● **Aim of the exercise**:
Would you return, word for word, the lines of the data below from the line with "an exit code" through the line with "pub fn exit_code(outcome: Outcome)", and no others?

(Source records)
■ ■ ■

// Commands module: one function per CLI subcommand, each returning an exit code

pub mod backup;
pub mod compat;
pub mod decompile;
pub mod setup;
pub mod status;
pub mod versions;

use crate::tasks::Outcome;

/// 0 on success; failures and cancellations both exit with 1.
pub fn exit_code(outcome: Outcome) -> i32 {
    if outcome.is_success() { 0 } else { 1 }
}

■ ■ ■

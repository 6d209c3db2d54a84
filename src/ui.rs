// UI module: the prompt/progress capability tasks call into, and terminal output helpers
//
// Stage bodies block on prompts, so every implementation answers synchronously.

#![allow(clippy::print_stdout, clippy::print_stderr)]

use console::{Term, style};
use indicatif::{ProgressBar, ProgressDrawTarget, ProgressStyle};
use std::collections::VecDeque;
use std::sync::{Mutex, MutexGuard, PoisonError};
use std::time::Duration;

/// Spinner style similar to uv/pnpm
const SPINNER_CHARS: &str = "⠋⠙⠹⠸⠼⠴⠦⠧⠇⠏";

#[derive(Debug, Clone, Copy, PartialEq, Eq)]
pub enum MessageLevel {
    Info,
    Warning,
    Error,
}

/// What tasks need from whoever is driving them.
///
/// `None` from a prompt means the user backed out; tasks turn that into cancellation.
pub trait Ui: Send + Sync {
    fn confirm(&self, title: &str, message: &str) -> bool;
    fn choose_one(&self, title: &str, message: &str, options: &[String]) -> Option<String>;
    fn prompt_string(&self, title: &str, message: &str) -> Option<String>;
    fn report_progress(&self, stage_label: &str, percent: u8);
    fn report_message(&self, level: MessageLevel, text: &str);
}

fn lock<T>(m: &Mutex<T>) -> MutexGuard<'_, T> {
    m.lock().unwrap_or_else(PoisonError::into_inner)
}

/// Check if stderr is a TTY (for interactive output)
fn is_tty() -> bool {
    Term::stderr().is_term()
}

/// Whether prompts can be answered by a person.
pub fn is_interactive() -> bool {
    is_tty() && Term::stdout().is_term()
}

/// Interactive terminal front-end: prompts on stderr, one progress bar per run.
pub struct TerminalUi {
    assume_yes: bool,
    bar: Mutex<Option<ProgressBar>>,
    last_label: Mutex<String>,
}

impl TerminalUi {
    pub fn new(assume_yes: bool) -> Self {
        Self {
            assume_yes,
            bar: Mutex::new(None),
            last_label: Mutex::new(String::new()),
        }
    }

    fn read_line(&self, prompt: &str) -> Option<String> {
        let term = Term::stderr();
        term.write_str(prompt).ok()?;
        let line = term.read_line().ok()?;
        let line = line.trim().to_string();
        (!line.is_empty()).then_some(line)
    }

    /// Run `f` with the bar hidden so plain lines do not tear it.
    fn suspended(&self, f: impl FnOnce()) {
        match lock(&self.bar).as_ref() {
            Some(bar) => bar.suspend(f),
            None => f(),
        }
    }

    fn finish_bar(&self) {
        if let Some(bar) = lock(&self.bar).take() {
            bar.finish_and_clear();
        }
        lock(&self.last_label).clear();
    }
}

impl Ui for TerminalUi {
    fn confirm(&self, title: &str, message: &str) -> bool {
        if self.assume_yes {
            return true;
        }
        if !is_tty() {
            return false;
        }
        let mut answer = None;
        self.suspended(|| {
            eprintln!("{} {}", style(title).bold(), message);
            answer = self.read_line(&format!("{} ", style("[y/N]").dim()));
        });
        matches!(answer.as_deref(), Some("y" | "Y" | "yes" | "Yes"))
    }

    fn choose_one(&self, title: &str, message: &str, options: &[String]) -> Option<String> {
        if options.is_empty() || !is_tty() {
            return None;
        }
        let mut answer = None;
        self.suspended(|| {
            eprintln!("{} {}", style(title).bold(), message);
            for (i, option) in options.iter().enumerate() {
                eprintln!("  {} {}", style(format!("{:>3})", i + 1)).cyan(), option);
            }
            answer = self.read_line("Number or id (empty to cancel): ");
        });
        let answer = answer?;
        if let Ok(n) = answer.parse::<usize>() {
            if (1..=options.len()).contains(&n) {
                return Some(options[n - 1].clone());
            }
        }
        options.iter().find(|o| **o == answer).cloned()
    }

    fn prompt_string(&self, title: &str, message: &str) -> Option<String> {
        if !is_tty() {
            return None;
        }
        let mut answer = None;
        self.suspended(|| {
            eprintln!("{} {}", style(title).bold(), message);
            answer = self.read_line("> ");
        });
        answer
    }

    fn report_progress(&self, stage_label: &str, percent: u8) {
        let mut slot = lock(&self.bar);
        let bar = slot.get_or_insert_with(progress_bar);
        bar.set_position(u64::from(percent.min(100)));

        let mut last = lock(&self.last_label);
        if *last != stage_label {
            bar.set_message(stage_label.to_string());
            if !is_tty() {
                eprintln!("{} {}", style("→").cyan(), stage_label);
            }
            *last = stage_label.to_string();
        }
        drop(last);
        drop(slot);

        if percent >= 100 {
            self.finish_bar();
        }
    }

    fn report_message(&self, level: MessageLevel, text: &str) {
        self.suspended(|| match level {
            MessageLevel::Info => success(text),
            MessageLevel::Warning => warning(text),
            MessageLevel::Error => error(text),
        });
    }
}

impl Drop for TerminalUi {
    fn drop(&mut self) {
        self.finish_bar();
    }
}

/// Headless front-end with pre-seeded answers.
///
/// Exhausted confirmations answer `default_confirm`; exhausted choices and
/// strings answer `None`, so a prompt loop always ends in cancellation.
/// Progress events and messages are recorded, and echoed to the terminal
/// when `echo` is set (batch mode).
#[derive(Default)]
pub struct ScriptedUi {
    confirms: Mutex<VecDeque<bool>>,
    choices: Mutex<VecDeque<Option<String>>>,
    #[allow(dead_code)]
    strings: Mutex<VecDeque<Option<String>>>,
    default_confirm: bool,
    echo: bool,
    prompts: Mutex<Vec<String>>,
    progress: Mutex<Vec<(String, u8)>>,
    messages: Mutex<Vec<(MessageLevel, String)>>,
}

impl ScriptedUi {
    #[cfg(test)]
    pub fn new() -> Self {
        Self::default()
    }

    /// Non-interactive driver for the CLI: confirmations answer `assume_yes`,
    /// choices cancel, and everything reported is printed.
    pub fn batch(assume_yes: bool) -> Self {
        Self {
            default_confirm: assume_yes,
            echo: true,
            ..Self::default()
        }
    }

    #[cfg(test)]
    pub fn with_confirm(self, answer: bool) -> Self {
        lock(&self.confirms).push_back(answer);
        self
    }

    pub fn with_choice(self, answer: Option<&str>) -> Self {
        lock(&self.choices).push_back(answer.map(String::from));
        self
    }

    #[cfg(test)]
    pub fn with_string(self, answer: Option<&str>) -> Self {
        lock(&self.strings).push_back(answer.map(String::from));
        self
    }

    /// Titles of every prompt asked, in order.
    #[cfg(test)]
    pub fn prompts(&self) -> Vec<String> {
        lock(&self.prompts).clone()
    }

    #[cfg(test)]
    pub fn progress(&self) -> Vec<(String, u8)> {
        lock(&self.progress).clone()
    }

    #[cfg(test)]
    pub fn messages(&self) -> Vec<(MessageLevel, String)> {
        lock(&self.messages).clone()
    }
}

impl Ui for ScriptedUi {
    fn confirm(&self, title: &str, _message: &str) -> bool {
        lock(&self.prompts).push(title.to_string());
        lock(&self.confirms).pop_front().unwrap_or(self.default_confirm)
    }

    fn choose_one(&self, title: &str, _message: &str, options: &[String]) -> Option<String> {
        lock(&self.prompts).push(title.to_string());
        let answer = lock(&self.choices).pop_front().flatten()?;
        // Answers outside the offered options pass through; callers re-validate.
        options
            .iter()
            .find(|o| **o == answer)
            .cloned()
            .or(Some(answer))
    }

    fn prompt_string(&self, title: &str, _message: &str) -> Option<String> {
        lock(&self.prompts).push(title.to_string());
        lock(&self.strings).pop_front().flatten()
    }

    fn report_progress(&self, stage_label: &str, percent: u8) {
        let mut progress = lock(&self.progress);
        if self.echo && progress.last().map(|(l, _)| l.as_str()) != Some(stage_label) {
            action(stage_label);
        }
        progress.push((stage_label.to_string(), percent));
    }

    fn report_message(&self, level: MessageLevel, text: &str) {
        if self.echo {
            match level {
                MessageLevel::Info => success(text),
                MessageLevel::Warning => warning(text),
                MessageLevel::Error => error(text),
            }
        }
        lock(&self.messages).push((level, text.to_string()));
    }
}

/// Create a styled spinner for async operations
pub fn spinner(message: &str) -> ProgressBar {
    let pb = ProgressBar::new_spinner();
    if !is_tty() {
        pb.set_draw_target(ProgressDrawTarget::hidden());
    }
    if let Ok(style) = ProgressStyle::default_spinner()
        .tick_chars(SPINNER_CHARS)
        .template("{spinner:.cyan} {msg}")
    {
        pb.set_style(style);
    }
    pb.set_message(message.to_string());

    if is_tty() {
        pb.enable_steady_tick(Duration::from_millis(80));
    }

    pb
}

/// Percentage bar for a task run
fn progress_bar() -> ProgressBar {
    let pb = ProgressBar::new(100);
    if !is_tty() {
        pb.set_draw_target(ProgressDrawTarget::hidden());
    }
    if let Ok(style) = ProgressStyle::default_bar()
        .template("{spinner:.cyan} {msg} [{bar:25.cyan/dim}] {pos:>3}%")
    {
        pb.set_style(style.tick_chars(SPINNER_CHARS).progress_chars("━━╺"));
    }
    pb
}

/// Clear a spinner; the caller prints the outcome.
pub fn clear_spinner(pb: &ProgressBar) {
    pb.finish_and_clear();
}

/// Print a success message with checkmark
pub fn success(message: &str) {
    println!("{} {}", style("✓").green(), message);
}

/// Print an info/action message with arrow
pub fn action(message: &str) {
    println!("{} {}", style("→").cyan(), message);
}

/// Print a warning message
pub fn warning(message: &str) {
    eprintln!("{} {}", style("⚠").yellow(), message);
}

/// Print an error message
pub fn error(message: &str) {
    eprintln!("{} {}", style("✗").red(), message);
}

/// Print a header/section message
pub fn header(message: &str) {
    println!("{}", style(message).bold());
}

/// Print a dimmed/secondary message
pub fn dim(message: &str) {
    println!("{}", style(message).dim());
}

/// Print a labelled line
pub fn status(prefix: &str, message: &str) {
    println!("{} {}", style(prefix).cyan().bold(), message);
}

■ ■ ■

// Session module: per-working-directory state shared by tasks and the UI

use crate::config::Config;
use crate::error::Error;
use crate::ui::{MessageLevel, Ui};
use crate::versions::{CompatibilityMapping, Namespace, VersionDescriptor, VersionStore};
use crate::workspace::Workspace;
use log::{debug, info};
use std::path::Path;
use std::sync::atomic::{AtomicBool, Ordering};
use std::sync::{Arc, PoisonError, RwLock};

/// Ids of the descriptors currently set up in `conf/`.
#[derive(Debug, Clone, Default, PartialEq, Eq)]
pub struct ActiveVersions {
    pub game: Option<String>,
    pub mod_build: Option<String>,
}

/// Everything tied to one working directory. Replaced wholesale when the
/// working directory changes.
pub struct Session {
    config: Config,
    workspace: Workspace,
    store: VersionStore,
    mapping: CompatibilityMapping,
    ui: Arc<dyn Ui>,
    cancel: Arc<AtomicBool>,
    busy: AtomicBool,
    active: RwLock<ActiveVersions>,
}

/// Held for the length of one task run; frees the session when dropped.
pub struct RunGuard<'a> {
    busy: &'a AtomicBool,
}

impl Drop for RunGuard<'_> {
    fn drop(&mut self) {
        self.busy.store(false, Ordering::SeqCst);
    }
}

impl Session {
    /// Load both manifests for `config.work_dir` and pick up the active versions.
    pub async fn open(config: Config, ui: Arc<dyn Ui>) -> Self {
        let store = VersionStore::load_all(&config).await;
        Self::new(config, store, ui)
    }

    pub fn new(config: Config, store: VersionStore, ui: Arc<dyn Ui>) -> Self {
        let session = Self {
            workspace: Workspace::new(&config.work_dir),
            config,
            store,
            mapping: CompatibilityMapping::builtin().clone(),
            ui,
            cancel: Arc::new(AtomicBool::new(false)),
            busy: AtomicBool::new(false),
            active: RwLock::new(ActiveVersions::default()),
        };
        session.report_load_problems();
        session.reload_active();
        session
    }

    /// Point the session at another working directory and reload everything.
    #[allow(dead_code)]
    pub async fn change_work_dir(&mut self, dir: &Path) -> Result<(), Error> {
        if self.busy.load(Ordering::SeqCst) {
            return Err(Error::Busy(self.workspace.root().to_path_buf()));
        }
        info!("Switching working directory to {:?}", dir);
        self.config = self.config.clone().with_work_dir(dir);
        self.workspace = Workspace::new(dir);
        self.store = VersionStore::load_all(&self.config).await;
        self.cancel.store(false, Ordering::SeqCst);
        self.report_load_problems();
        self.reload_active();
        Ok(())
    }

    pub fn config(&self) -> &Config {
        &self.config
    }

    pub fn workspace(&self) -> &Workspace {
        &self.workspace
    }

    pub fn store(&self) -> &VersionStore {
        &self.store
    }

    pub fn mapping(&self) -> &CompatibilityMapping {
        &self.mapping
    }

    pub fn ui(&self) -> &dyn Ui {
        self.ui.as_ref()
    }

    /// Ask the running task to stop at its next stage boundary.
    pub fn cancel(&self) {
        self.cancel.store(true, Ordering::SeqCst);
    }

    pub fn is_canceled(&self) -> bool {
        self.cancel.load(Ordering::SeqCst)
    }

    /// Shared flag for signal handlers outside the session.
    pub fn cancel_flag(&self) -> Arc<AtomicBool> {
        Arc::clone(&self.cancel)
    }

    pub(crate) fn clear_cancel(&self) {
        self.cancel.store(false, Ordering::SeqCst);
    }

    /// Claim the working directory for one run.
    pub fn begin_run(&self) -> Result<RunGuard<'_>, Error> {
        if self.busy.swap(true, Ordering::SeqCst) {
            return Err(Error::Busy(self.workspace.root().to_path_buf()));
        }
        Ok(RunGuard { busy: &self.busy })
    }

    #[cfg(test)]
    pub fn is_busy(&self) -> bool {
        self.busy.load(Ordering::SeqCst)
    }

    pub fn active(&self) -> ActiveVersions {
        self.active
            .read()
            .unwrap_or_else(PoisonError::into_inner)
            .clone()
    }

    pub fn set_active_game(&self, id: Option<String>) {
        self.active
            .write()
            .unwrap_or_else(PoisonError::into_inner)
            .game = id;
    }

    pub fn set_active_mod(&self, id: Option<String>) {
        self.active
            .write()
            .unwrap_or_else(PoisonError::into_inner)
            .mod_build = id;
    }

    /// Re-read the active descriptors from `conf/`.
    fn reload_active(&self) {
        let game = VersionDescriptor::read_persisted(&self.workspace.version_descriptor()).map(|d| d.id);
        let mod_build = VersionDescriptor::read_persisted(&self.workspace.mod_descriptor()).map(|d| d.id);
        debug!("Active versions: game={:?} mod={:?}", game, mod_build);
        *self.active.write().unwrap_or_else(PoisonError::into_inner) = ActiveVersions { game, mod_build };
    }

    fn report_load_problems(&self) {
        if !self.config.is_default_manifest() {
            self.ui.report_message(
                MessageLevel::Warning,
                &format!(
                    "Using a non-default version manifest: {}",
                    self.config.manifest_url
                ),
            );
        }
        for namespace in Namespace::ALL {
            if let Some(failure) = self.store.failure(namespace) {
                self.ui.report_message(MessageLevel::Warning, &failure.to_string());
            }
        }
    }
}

■ ■ ■

● **Exercise output**:
// Commands module: one function per CLI subcommand, each returning an exit code

pub mod backup;
pub mod compat;
pub mod decompile;
pub mod setup;
pub mod status;
pub mod versions;

use crate::tasks::Outcome;

/// 0 on success; failures and cancellations both exit with 1.
pub fn exit_code(outcome: Outcome) -> i32 {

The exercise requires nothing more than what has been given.